EURGBP: Sells Off from Extreme Area (Blue Box)
In the world of trading, timing is everything. The EURGBP chart below highlights an important lesson in market analysis: waiting for the right area of interest can make the difference between chasing price and positioning with a clear plan.
Using Elliott Wave analysis, the market structure suggested that EURGBP was not in a favorable area to Sell immediately. Instead, the focus was placed on waiting for price to complete its corrective pattern and reach the projected Blue Box area, where a higher-probability reaction was expected.

The Elliott Wave Roadmap
The chart shows EURGBP developing a corrective structure. The analysis identified that price was moving through a wave sequence and that the final leg higher was expected to complete inside the Blue Box area.
Rather than buying into strength or reacting emotionally to short-term movements, the forecast highlighted:
- A potential completion zone for the correction
- A defined area where Sellers could become interested
- A clear invalidation level that would determine whether the idea remained valid
This approach demonstrates one of the biggest advantages of Elliott Wave analysis: it provides traders with a roadmap instead of a reaction.
Why the Blue Box Matters?
The Blue Box represents a high-probability reversal zone derived from Fibonacci relationships within the Elliott Wave structure.
The key idea was simple:
Do not sell in the middle of the move. Wait for price to reach the area where the wave structure suggests the correction may be complete.
Many traders struggle because they enter too early. They see price moving and fear missing out. However, Elliott Wave encourages discipline by allowing the market to come to your planned level.
The Importance of Patience in Trading
The chart also includes the message:
“We do not recommend buying”
This is a powerful reminder that not every price movement creates an opportunity. Sometimes the best trade decision is no trade at all.
A disciplined trader understands:
- A setup is not complete until all conditions are met
- Patience protects capital
- Waiting for confirmation improves risk management
Managing Risk with Invalidation
Another important element shown on the chart is the invalidation level above the projected zone.
Every Elliott Wave setup requires a point where the analysis becomes incorrect. This allows traders to define risk before entering.
A proper trading plan includes:
- Where price is expected to react
- Where the idea is invalid
- The potential reward compared to the risk (Inside Members Area)
Without invalidation, a forecast becomes a guess.
The Forecast: Waiting for the Blue Box
The initial EURGBP analysis showed price moving into a corrective phase. Instead of buying before confirmation, the forecast identified the Blue Box as the area where the wave structure suggested buyers could become exhausted and sellers could step in.
The key principles were:
- Wait for price to reach the projected zone
- Avoid entering in the middle of the move
- Use invalidation levels to control risk
- Trade only when structure aligns with the forecast
The Blue Box represented a high-probability area based on the Elliott Wave pattern and Fibonacci relationships.
What Happened After Price Entered the Blue Box?
Once EURGBP reached the Blue Box area, price reacted exactly as the forecast anticipated.
The market pushed into the target zone, completing the expected wave structure. After reaching the area, momentum started to weaken and price failed to continue higher.
Instead, EURGBP reversed lower and moved away from the Blue Box. Se bellow chart.

This reaction demonstrated the importance of having a predefined trading area. The forecast did not rely on predicting every candle — it focused on identifying where the market had a higher probability of changing direction.
The Power of Having a Trading Plan
Many traders struggle because they enter after a move has already happened. They buy after price rallies or sell after price falls, often placing themselves in poor positions.
The EURGBP example shows a different approach:
- Identify the wave structure
- Mark the potential completion zone
- Wait patiently for price to arrive
- Look for confirmation and manage risk
The Blue Box created a framework where traders could prepare instead of react emotionally.
Elliott Wave and Market Timing
Elliott Wave analysis is not about predicting the future with certainty. It is about understanding market structure and probabilities.

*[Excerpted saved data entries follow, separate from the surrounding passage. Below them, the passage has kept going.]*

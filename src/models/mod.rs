//! Entity models for the integration engine.
//!
//! Plain data shapes shared by every component: connectors, sync jobs,
//! integration events, identity mappings, transformation rules, quality
//! checks, governance policies, metrics, and connector templates. All
//! status/type columns are closed enums so state-machine transitions are
//! checked exhaustively at compile time.

pub mod connector;
pub mod event;
pub mod identity;
pub mod metric;
pub mod policy;
pub mod quality;
pub mod sync_job;
pub mod template;
pub mod transform_rule;

pub use connector::{
    Connector, ConnectorCapabilities, ConnectorConfig, ConnectorStatus, ConnectorType,
    HealthStatus, SyncStrategy,
};
pub use event::{EventStatus, IntegrationEvent, NewEvent};
pub use identity::{ConflictCandidate, ConflictResolution, IdentityMapping, MappingStatus};
pub use metric::{ConnectorMetric, MetricKind};
pub use policy::{
    EnforcementMode, IntegrationPolicy, PolicyDecision, PolicyRule, PolicyRuleOp, PolicyScope,
    PolicyType,
};
pub use quality::{
    CheckSeverity, CheckStatus, DataQualityCheck, QualityCheckSpec, QualityCheckType, QualityIssue,
    QualityRule,
};
pub use sync_job::{JobStatus, JobType, SyncJob, TriggerType};
pub use template::ConnectorTemplate;
pub use transform_rule::{TransformType, TransformationRule, ValidationRules};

In this case, the structure suggested that the corrective move had a likely completion area. When price reached that zone, the market responded with the expected reversal.
This is why patience is one of the most important skills in trading.
The Lesson from EURGBP
The EURGBP setup highlights three important trading lessons:
- The market rewards patience
The best entries often come after waiting, not chasing. - A forecast needs a location
Knowing where price may react is more valuable than simply knowing the direction. - Risk management is part of the analysis
A valid setup includes both an opportunity zone and an invalidation level.
The EURGBP Blue Box reaction is a reminder that disciplined trading is about waiting for the market to reach your level — then acting with confidence when the setup appears.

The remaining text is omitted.